§ **Activity**
What is needed here is an exact copy of every entry.

Stored data entries

|---|

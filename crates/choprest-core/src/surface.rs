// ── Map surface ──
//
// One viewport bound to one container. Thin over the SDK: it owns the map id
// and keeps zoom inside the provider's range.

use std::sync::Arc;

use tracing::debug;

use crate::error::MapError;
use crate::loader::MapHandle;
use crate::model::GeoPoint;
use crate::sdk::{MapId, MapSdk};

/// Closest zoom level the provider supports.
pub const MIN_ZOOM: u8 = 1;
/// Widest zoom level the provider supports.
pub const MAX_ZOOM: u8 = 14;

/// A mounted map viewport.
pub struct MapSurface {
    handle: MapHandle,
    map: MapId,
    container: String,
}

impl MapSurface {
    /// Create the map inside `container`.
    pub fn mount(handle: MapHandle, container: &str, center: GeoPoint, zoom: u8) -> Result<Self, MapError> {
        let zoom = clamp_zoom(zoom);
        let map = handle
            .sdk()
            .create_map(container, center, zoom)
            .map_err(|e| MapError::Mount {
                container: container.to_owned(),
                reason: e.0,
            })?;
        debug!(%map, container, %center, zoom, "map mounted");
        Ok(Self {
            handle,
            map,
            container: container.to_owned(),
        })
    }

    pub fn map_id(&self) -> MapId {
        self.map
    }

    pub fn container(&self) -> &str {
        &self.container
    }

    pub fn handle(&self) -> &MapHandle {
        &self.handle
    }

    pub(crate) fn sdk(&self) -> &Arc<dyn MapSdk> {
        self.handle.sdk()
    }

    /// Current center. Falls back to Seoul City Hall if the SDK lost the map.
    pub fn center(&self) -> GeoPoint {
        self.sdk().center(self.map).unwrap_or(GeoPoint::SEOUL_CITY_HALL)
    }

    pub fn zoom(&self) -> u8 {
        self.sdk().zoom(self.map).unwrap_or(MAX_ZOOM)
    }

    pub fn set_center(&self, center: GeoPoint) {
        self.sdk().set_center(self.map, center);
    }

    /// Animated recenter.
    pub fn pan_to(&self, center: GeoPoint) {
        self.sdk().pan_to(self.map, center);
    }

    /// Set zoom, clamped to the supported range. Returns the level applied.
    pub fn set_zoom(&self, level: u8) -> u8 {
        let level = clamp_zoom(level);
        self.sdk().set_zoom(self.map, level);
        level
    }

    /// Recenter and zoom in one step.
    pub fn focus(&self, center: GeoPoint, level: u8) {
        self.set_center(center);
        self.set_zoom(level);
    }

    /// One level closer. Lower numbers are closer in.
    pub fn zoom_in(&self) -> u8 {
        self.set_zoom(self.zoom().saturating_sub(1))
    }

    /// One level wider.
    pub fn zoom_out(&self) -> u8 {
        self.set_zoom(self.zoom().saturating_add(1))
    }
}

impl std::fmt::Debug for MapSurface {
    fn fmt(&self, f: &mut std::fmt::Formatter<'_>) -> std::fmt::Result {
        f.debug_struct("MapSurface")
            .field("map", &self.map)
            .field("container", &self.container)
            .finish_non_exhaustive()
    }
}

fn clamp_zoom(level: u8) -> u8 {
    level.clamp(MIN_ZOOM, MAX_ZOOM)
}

|---|

§ **Response to the exercise**
filename crates/choprest-core/src/surface.rs
// ── Map surface ──
//
// One viewport bound to one container. Thin over the SDK: it owns the map id
// and keeps zoom inside the provider's range.

use std::sync::Arc;

use tracing::debug;

use crate::error::MapError;
use crate::loader::MapHandle;
use crate::model::GeoPoint;
use crate::sdk::{MapId, MapSdk};

/// Closest zoom level the provider supports.
pub const MIN_ZOOM: u8 = 1;
/// Widest zoom level the provider supports.
pub const MAX_ZOOM: u8 = 14;

/// A mounted map viewport.
pub struct MapSurface {
    handle: MapHandle,
    map: MapId,
    container: String,
}

impl MapSurface {
    /// Create the map inside `container`.
    pub fn mount(handle: MapHandle, container: &str, center: GeoPoint, zoom: u8) -> Result<Self, MapError> {
        let zoom = clamp_zoom(zoom);
        let map = handle
            .sdk()
            .create_map(container, center, zoom)
            .map_err(|e| MapError::Mount {
                container: container.to_owned(),
                reason: e.0,
            })?;
        debug!(%map, container, %center, zoom, "map mounted");
        Ok(Self {
            handle,
            map,
            container: container.to_owned(),
        })
    }

    pub fn map_id(&self) -> MapId {
        self.map
    }

    pub fn container(&self) -> &str {
        &self.container
    }

    pub fn handle(&self) -> &MapHandle {
        &self.handle
    }

    pub(crate) fn sdk(&self) -> &Arc<dyn MapSdk> {
        self.handle.sdk()
    }

    /// Current center. Falls back to Seoul City Hall if the SDK lost the map.
    pub fn center(&self) -> GeoPoint {
        self.sdk().center(self.map).unwrap_or(GeoPoint::SEOUL_CITY_HALL)
    }

    pub fn zoom(&self) -> u8 {
        self.sdk().zoom(self.map).unwrap_or(MAX_ZOOM)
    }

    pub fn set_center(&self, center: GeoPoint) {
        self.sdk().set_center(self.map, center);
    }

    /// Animated recenter.
    pub fn pan_to(&self, center: GeoPoint) {
        self.sdk().pan_to(self.map, center);
    }

    /// Set zoom, clamped to the supported range. Returns the level applied.
    pub fn set_zoom(&self, level: u8) -> u8 {
        let level = clamp_zoom(level);
        self.sdk().set_zoom(self.map, level);
        level
    }

    /// Recenter and zoom in one step.
    pub fn focus(&self, center: GeoPoint, level: u8) {
        self.set_center(center);
        self.set_zoom(level);
    }

    /// One level closer. Lower numbers are closer in.
    pub fn zoom_in(&self) -> u8 {
        self.set_zoom(self.zoom().saturating_sub(1))
    }

    /// One level wider.
    pub fn zoom_out(&self) -> u8 {
        self.set_zoom(self.zoom().saturating_add(1))
    }
}

impl std::fmt::Debug for MapSurface {
    fn fmt(&self, f: &mut std::fmt::Formatter<'_>) -> std::fmt::Result {
        f.debug_struct("MapSurface")
            .field("map", &self.map)
            .field("container", &self.container)
            .finish_non_exhaustive()
    }
}

fn clamp_zoom(level: u8) -> u8 {
    level.clamp(MIN_ZOOM, MAX_ZOOM)
}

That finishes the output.